Aim of the task:
Look over the material below and count the lines that include "RuleKind". Give only the total.

[Opening Data records section]

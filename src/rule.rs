use serde::Deserialize;

use crate::token::Token;

/// What a matched rule means to the AST builder.
#[derive(Debug, Clone, Copy, PartialEq, Eq, Hash, Deserialize)]
#[serde(rename_all = "snake_case")]
pub enum RuleKind {
    Select,
    Dml,
    From,
    Join,
    On,
    Where,
    Having,
    GroupBy,
    OrderBy,
    PartitionBy,
    Direction,
    Limit,
    With,
    Column,
    Function,
    String,
    Number,
    Keyword,
    Comparison,
    Operator,
    Group,
    Case,
    When,
    Then,
    Else,
    Over,
    Alias,
    Subquery,
}

impl RuleKind {
    /// Rules whose match ends on `SELECT` inside an opening parenthesis; the
    /// matcher pulls in everything up to the balancing `)`.
    pub fn is_subquery(self) -> bool {
        matches!(self, RuleKind::Subquery | RuleKind::With)
    }
}

fn default_standalone() -> bool {
    true
}

/// A grammar production: the scopes a run of significant tokens must carry,
/// position by position.
#[derive(Debug, Clone, PartialEq, Eq, Deserialize)]
#[serde(deny_unknown_fields)]
pub struct Rule {
    pub name: String,
    pub kind: RuleKind,
    pub scopes: Vec<String>,
    /// Positions up to this index are checked ahead of the current token
    /// before the rule is allowed to survive.
    #[serde(default)]
    pub lookahead: usize,
    /// Scopes that reject the rule when carried by the first token after the
    /// lookahead window.
    #[serde(default)]
    pub negative_lookahead: Option<Vec<String>>,
    /// A nested match follows, running until one of `end` or a closing group.
    #[serde(default)]
    pub recursive: bool,
    #[serde(default)]
    pub end: Option<Vec<String>>,
    /// Rules tried, one construct at a time, right after this one matches.
    #[serde(default)]
    pub children: Option<Vec<String>>,
    /// An optional alias clause may follow.
    #[serde(default)]
    pub alias: bool,
    /// Part of the default working set. Rules that only make sense after
    /// another construct (alias clauses, window clauses) set this to false.
    #[serde(default = "default_standalone")]
    pub standalone: bool,
}

impl Rule {
    pub const WILDCARD: &'static str = "*";

    /// Does `token` satisfy the scope expected at `position`?
    pub fn expects(&self, position: usize, token: &Token) -> bool {
        self.scopes
            .get(position)
            .is_some_and(|scope| scope == Self::WILDCARD || token.has_scope(scope))
    }

    pub fn has_lookahead(&self) -> bool {
        self.lookahead > 0 || self.negative_lookahead.is_some()
    }

    pub fn end_scopes(&self) -> &[String] {
        self.end.as_deref().unwrap_or_default()
    }
}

[Closing Data records section]

Your solution:
4